Grazie alle abilità degli avvocati nel preparare strutture contrattuali perfette, i poveri imprenditori adescati da F., secondo il Viminale, riescono ad avere linee di credito per i loro progetti, sempre pilotati dalla politica e dalla Banda, sulla base fittizzia della garanzia che ogni singolo titolo ha come valore nominale, ma che in realtà non vale assolutamente nulla.

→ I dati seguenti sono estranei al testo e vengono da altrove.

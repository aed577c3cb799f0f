//! Native values and core wasm words.

use serde::{Deserialize, Serialize};

use crate::abi::{Bitcast, CanonicalAbiError, CoreType};

/// A native value of some IDL type.
///
/// Record fields and variant cases are matched by name against the type
/// they are lowered as.
#[derive(Debug, Clone, PartialEq, Serialize, Deserialize)]
#[serde(tag = "kind", content = "value", rename_all = "kebab-case")]
pub enum Value {
    Bool(bool),
    U8(u8),
    U16(u16),
    U32(u32),
    U64(u64),
    S8(i8),
    S16(i16),
    S32(i32),
    S64(i64),
    F32(f32),
    F64(f64),
    Char(char),
    String(String),
    List(Vec<Value>),
    Record(Vec<(String, Value)>),
    Tuple(Vec<Value>),
    Variant {
        case: String,
        payload: Option<Box<Value>>,
    },
    Enum(String),
    Option(Option<Box<Value>>),
    Result(Result<Option<Box<Value>>, Option<Box<Value>>>),
    Flags(Vec<String>),
    /// An owned resource handle.
    Own(u32),
    /// A borrowed resource handle.
    Borrow(u32),
}

impl Value {
    /// Short kind name used in type mismatch errors.
    pub fn kind(&self) -> &'static str {
        match self {
            Value::Bool(_) => "bool",
            Value::U8(_) => "u8",
            Value::U16(_) => "u16",
            Value::U32(_) => "u32",
            Value::U64(_) => "u64",
            Value::S8(_) => "s8",
            Value::S16(_) => "s16",
            Value::S32(_) => "s32",
            Value::S64(_) => "s64",
            Value::F32(_) => "f32",
            Value::F64(_) => "f64",
            Value::Char(_) => "char",
            Value::String(_) => "string",
            Value::List(_) => "list",
            Value::Record(_) => "record",
            Value::Tuple(_) => "tuple",
            Value::Variant { .. } => "variant",
            Value::Enum(_) => "enum",
            Value::Option(_) => "option",
            Value::Result(_) => "result",
            Value::Flags(_) => "flags",
            Value::Own(_) => "own",
            Value::Borrow(_) => "borrow",
        }
    }

    pub fn some(value: Value) -> Value {
        Value::Option(Some(Box::new(value)))
    }

    pub fn none() -> Value {
        Value::Option(None)
    }

    pub fn ok(value: Option<Value>) -> Value {
        Value::Result(Ok(value.map(Box::new)))
    }

    pub fn err(value: Option<Value>) -> Value {
        Value::Result(Err(value.map(Box::new)))
    }

    pub fn variant(case: impl Into<String>, payload: Option<Value>) -> Value {
        Value::Variant {
            case: case.into(),
            payload: payload.map(Box::new),
        }
    }

    pub fn record<'n>(fields: impl IntoIterator<Item = (&'n str, Value)>) -> Value {
        Value::Record(
            fields
                .into_iter()
                .map(|(name, value)| (name.to_string(), value))
                .collect(),
        )
    }
}

/// A core wasm value, the unit functions are called with.
#[derive(Debug, Clone, Copy, PartialEq, Serialize, Deserialize)]
#[serde(tag = "type", content = "value", rename_all = "lowercase")]
pub enum WasmVal {
    I32(i32),
    I64(i64),
    F32(f32),
    F64(f64),
}

impl WasmVal {
    pub fn core_type(&self) -> CoreType {
        match self {
            WasmVal::I32(_) => CoreType::I32,
            WasmVal::I64(_) => CoreType::I64,
            WasmVal::F32(_) => CoreType::F32,
            WasmVal::F64(_) => CoreType::F64,
        }
    }

    /// The zero value of a kind, used for unused joined slots.
    pub fn zero(ty: CoreType) -> WasmVal {
        match ty {
            CoreType::I32 => WasmVal::I32(0),
            CoreType::I64 => WasmVal::I64(0),
            CoreType::F32 => WasmVal::F32(0.0),
            CoreType::F64 => WasmVal::F64(0.0),
        }
    }

    /// Reinterpret the value as another kind.
    ///
    /// Widening to `i64` zero-extends; narrowing to `i32` or `f32` keeps
    /// the low 32 bits.
    pub fn bitcast(self, cast: Bitcast) -> Result<WasmVal, CanonicalAbiError> {
        let cast_value = match (cast, self) {
            (Bitcast::None, v) => v,
            (Bitcast::F32ToI32, WasmVal::F32(f)) => WasmVal::I32(f.to_bits() as i32),
            (Bitcast::I32ToF32, WasmVal::I32(i)) => WasmVal::F32(f32::from_bits(i as u32)),
            (Bitcast::I32ToI64, WasmVal::I32(i)) => WasmVal::I64(i64::from(i as u32)),
            (Bitcast::I64ToI32, WasmVal::I64(i)) => WasmVal::I32(i as i32),
            (Bitcast::F32ToI64, WasmVal::F32(f)) => WasmVal::I64(i64::from(f.to_bits())),
            (Bitcast::I64ToF32, WasmVal::I64(i)) => WasmVal::F32(f32::from_bits(i as u32)),
            (Bitcast::F64ToI64, WasmVal::F64(f)) => WasmVal::I64(f.to_bits() as i64),
            (Bitcast::I64ToF64, WasmVal::I64(i)) => WasmVal::F64(f64::from_bits(i as u64)),
            (cast, v) => {
                return Err(CanonicalAbiError::TypeMismatch {
                    expected: format!("operand of {cast:?}"),
                    got: v.core_type().to_string(),
                });
            }
        };
        Ok(cast_value)
    }

    pub fn as_i32(self) -> Result<i32, CanonicalAbiError> {
        match self {
            WasmVal::I32(v) => Ok(v),
            other => Err(core_mismatch(CoreType::I32, other)),
        }
    }

    pub fn as_i64(self) -> Result<i64, CanonicalAbiError> {
        match self {
            WasmVal::I64(v) => Ok(v),
            other => Err(core_mismatch(CoreType::I64, other)),
        }
    }

    pub fn as_f32(self) -> Result<f32, CanonicalAbiError> {
        match self {
            WasmVal::F32(v) => Ok(v),
            other => Err(core_mismatch(CoreType::F32, other)),
        }
    }

    pub fn as_f64(self) -> Result<f64, CanonicalAbiError> {
        match self {
            WasmVal::F64(v) => Ok(v),
            other => Err(core_mismatch(CoreType::F64, other)),
        }
    }

    /// An `i32` read as an unsigned pointer or length.
    pub fn as_u32(self) -> Result<u32, CanonicalAbiError> {
        Ok(self.as_i32()? as u32)
    }
}

fn core_mismatch(expected: CoreType, got: WasmVal) -> CanonicalAbiError {
    CanonicalAbiError::TypeMismatch {
        expected: expected.to_string(),
        got: got.core_type().to_string(),
    }
}

/// Reads flat values in order.
#[derive(Debug)]
pub(crate) struct FlatReader<'v> {
    values: &'v [WasmVal],
    pos: usize,
}

impl<'v> FlatReader<'v> {
    pub(crate) fn new(values: &'v [WasmVal]) -> Self {
        Self { values, pos: 0 }
    }

    pub(crate) fn next(&mut self) -> Result<WasmVal, CanonicalAbiError> {
        let value = self
            .values
            .get(self.pos)
            .copied()
            .ok_or(CanonicalAbiError::FlatArityMismatch {
                expected: self.pos + 1,
                got: self.values.len(),
            })?;
        self.pos += 1;
        Ok(value)
    }

    pub(crate) fn take(&mut self, n: usize) -> Result<&'v [WasmVal], CanonicalAbiError> {
        let values = self
            .values
            .get(self.pos..self.pos + n)
            .ok_or(CanonicalAbiError::FlatArityMismatch {
                expected: self.pos + n,
                got: self.values.len(),
            })?;
        self.pos += n;
        Ok(values)
    }

    /// Fails unless every value was consumed.
    pub(crate) fn finish(&self) -> Result<(), CanonicalAbiError> {
        if self.pos != self.values.len() {
            return Err(CanonicalAbiError::FlatArityMismatch {
                expected: self.pos,
                got: self.values.len(),
            });
        }
        Ok(())
    }
}

#[cfg(test)]
mod tests {
    use super::*;

    #[test]
    fn test_bitcast_roundtrip() {
        let f = WasmVal::F32(1.5);
        let joined = f.bitcast(Bitcast::F32ToI64).unwrap();
        assert_eq!(joined, WasmVal::I64(i64::from(1.5f32.to_bits())));
        assert_eq!(joined.bitcast(Bitcast::I64ToF32).unwrap(), f);

        let negative = WasmVal::I32(-1);
        let widened = negative.bitcast(Bitcast::I32ToI64).unwrap();
        assert_eq!(widened, WasmVal::I64(0xffff_ffff));
        assert_eq!(widened.bitcast(Bitcast::I64ToI32).unwrap(), negative);
    }

    #[test]
    fn test_bitcast_rejects_wrong_operand() {
        assert!(WasmVal::I32(1).bitcast(Bitcast::F64ToI64).is_err());
    }

    #[test]
    fn test_value_json_shape() {
        let value = Value::record([("x", Value::S32(1)), ("name", Value::String("a".into()))]);
        let json = serde_json::to_value(&value).unwrap();
        assert_eq!(json["kind"], "record");
        let back: Value = serde_json::from_value(json).unwrap();
        assert_eq!(back, value);
    }

    #[test]
    fn test_reader_arity() {
        let values = [WasmVal::I32(1), WasmVal::I64(2)];
        let mut reader = FlatReader::new(&values);
        assert_eq!(reader.next().unwrap(), WasmVal::I32(1));
        assert!(reader.finish().is_err());
        assert_eq!(reader.take(1).unwrap(), &[WasmVal::I64(2)]);
        assert!(reader.next().is_err());
        assert!(reader.finish().is_ok());
    }
}
//! Simulated calls across the boundary: every allocation is freed exactly
//! once, failed calls leave nothing behind, and owned handles move.

use wit_canon::abi::{CanonicalAbi, CanonicalAbiError, LinearMemory};
use wit_canon::marshal::{CallFrame, HandleTable, Value, WasmVal};
use wit_canon::model::{ResourceType, Type, TypeArena, TypeName};

fn assert_clean(memory: &LinearMemory) {
    let stats = memory.stats();
    assert!(
        memory.live_allocations().is_empty(),
        "leaked: {:?}",
        memory.live_allocations()
    );
    assert_eq!(stats.allocations, stats.frees);
    assert_eq!(stats.live_bytes(), 0);
}

#[test]
fn test_string_in_string_out() {
    let mut types = TypeArena::new();
    let string = types.alloc(Type::String);
    let greet = types.function(vec![("name", string)], vec![string]);

    let abi = CanonicalAbi::new(&types);
    let sig = abi.function_abi(greet).unwrap();
    assert!(sig.needs_post_return);

    let mut memory = LinearMemory::new();
    let outcome = CallFrame::new(abi, &mut memory)
        .call(&sig, &[Value::String("world".into())], |params| {
            let [Value::String(name)] = params.as_slice() else {
                panic!("unexpected params {params:?}");
            };
            Ok(vec![Value::String(format!("hello {name}"))])
        })
        .unwrap();

    assert_eq!(outcome.results, vec![Value::String("hello world".into())]);
    assert!(outcome.moved_to_callee.is_empty());
    // A string result is two words, so it comes back through a return
    // area. The argument block is freed by the callee; the result block and
    // the return area by post-return.
    assert!(sig.ret_ptr);
    assert_eq!(memory.stats().allocations, 3);
    assert_clean(&memory);
}

#[test]
fn test_steps_free_each_block_once() {
    let mut types = TypeArena::new();
    let string = types.alloc(Type::String);
    let words = types.list(string);
    let join = types.function(vec![("words", words)], vec![string]);

    let abi = CanonicalAbi::new(&types);
    let sig = abi.function_abi(join).unwrap();
    let args = [Value::List(vec![
        Value::String("a".into()),
        Value::String(String::new()),
        Value::String("ccc".into()),
    ])];

    let mut memory = LinearMemory::new();
    let mut frame = CallFrame::new(abi, &mut memory);
    let call = frame.lower_params(&sig, &args).unwrap();
    // List block, two non-empty string blocks and the return area.
    let return_area = call.return_area.unwrap();
    assert_eq!(frame.memory().live_allocations().len(), 4);

    let params = frame.lift_params(&sig, &call.core_args).unwrap();
    assert_eq!(params, args.to_vec());
    let live: Vec<u32> = frame
        .memory()
        .live_allocations()
        .into_iter()
        .map(|(ptr, _)| ptr)
        .collect();
    assert_eq!(live, vec![return_area]);

    let core = frame
        .lower_results(&sig, &call, &[Value::String("a,,ccc".into())])
        .unwrap();
    assert!(core.is_empty());
    let results = frame.lift_results(&sig, &call, &core).unwrap();
    assert_eq!(results, vec![Value::String("a,,ccc".into())]);
    // Return area plus the result string, both owned by post-return.
    assert_eq!(frame.memory().live_allocations().len(), 2);

    frame.post_return(&sig, &call, &core).unwrap();
    assert_clean(&memory);

    // A second post-return would free the result string again.
    let err = CallFrame::new(CanonicalAbi::new(&types), &mut memory)
        .post_return(&sig, &call, &core)
        .unwrap_err();
    assert!(matches!(err, CanonicalAbiError::DoubleFree(_)));
}

#[test]
fn test_spilled_params_and_return_area() {
    let mut types = TypeArena::new();
    let u64 = types.alloc(Type::U64);
    let string = types.alloc(Type::String);
    let params: Vec<(&str, _)> = (0..17).map(|_| ("w", u64)).chain([("s", string)]).collect();
    let pair = types.tuple(vec![string, u64]);
    let func = types.function(params, vec![pair]);

    let abi = CanonicalAbi::new(&types);
    let sig = abi.function_abi(func).unwrap();
    assert!(sig.spill_params);
    assert!(sig.ret_ptr);
    // Parameter area pointer and return area pointer.
    assert_eq!(sig.core_params.len(), 2);

    let mut args: Vec<Value> = (0..17).map(Value::U64).collect();
    args.push(Value::String("spilled".into()));

    let mut memory = LinearMemory::new();
    let outcome = CallFrame::new(abi, &mut memory)
        .call(&sig, &args, |params| {
            assert_eq!(params.len(), 18);
            let total = params
                .iter()
                .filter_map(|p| match p {
                    Value::U64(n) => Some(*n),
                    _ => None,
                })
                .sum();
            Ok(vec![Value::Tuple(vec![
                Value::String("sum".into()),
                Value::U64(total),
            ])])
        })
        .unwrap();

    assert_eq!(
        outcome.results,
        vec![Value::Tuple(vec![Value::String("sum".into()), Value::U64(136)])]
    );
    // Parameter area, argument string, return area and result string.
    assert_eq!(memory.stats().allocations, 4);
    assert_clean(&memory);
}

#[test]
fn test_failed_call_releases_everything() {
    let mut types = TypeArena::new();
    let string = types.alloc(Type::String);
    let words = types.list(string);
    let func = types.function(vec![("words", words)], vec![words]);

    let abi = CanonicalAbi::new(&types);
    let sig = abi.function_abi(func).unwrap();
    let args = [Value::List(vec![Value::String("x".into())])];

    // The callee answers with a value of the wrong shape.
    let mut memory = LinearMemory::new();
    let err = CallFrame::new(abi, &mut memory)
        .call(&sig, &args, |_| {
            Ok(vec![Value::List(vec![
                Value::String("ok".into()),
                Value::U32(3),
            ])])
        })
        .unwrap_err();
    assert!(matches!(err, CanonicalAbiError::TypeMismatch { .. }));
    assert!(memory.live_allocations().is_empty());

    // The callee itself fails.
    let mut memory = LinearMemory::new();
    let err = CallFrame::new(abi, &mut memory)
        .call(&sig, &args, |_| Err(CanonicalAbiError::HandleNotFound(9)))
        .unwrap_err();
    assert!(matches!(err, CanonicalAbiError::HandleNotFound(9)));
    assert!(memory.live_allocations().is_empty());

    // Wrong argument count is rejected before anything is allocated.
    let mut memory = LinearMemory::new();
    let err = CallFrame::new(abi, &mut memory)
        .call(&sig, &[], |_| Ok(vec![]))
        .unwrap_err();
    assert!(matches!(err, CanonicalAbiError::TypeMismatch { .. }));
    assert_eq!(memory.stats().allocations, 0);
}

#[test]
fn test_owned_handles_move_borrowed_do_not() {
    let mut types = TypeArena::new();
    let file = types.alloc(Type::Resource(ResourceType {
        name: TypeName::local("file"),
        constructors: vec![],
        methods: vec![],
        statics: vec![],
        drop: None,
    }));
    let borrowed = types.alloc(Type::Borrow(file));
    let string = types.alloc(Type::String);
    let maybe = types.option(file);
    // rename(from: borrow<file>, to: own<file>, name: string) -> option<own<file>>
    let rename = types.function(
        vec![("from", borrowed), ("to", file), ("name", string)],
        vec![maybe],
    );

    let abi = CanonicalAbi::new(&types);
    let sig = abi.function_abi(rename).unwrap();
    assert!(sig.params_transfer_handles);
    assert!(sig.results_transfer_handles);

    let mut table: HandleTable<String> = HandleTable::new();
    let source = table.insert("a.txt".to_string());
    let target = table.insert("b.txt".to_string());
    assert_eq!((source, target), (1, 2));

    let mut memory = LinearMemory::new();
    let outcome = CallFrame::new(abi, &mut memory)
        .call(
            &sig,
            &[
                Value::Borrow(source),
                Value::Own(target),
                Value::String("c.txt".into()),
            ],
            |params| {
                let [Value::Borrow(from), Value::Own(to), Value::String(name)] = params.as_slice()
                else {
                    panic!("unexpected params {params:?}");
                };
                assert_eq!(table.get(*from).unwrap(), "a.txt");
                let old = table.drop(*to).unwrap();
                assert_eq!(old, "b.txt");
                let created = table.insert(name.clone());
                Ok(vec![Value::some(Value::Own(created))])
            },
        )
        .unwrap();

    assert_eq!(outcome.moved_to_callee, vec![2]);
    assert_eq!(outcome.moved_to_caller, vec![3]);
    assert_eq!(outcome.results, vec![Value::some(Value::Own(3))]);
    assert!(table.contains(source));
    assert!(!table.contains(target));
    assert!(matches!(
        table.get(target),
        Err(CanonicalAbiError::HandleNotFound(2))
    ));
    assert_eq!(table.len(), 2);
    assert_clean(&memory);
}

#[test]
fn test_handles_lower_to_single_word() {
    let mut types = TypeArena::new();
    let file = types.alloc(Type::Resource(ResourceType {
        name: TypeName::local("file"),
        constructors: vec![],
        methods: vec![],
        statics: vec![],
        drop: None,
    }));
    let borrowed = types.alloc(Type::Borrow(file));

    let abi = CanonicalAbi::new(&types);
    let mut memory = LinearMemory::new();
    let own = abi.lower_flat(&Value::Own(7), file, &mut memory).unwrap();
    assert_eq!(own, vec![WasmVal::I32(7)]);
    let borrow = abi
        .lower_flat(&Value::Borrow(7), borrowed, &mut memory)
        .unwrap();
    assert_eq!(borrow, vec![WasmVal::I32(7)]);
    assert_eq!(abi.lift_flat(file, &own, &memory).unwrap(), Value::Own(7));
    assert_eq!(memory.stats().allocations, 0);
}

A questo punto F. entra in partecipazione societaria con i poveri imprenditori entrando in Ati con i soldi della Banda e della politica e portando come garanzia il titolo. Oltre alle Banche gli imprenditori si fanno aumentare le linee di credito dagli amici bancari di F., contestualmente F. impone l’acquisizione di società sofferenti che hanno in pancia contratti con lo stato, fa pagare i fornitori che guarda caso sono sempre riconducibili a lui ma in particolare alla banda e alla politica. Svuota le linee di credito, scioglie le quote facendo rientrare in forma pulita i soldi della Banda e della politica, chiede la monetizzazione del titolo che naturalmente è vuoto e a questo punto il gioco è fatto. Dalla Banda e dalla politica escono soldi sporchi e rientrano puliti.

Oltre al muro di gomma del web non è chiaro perché le autorità giudiziarie italiane appaiono immobili a tale esplosiva situazione.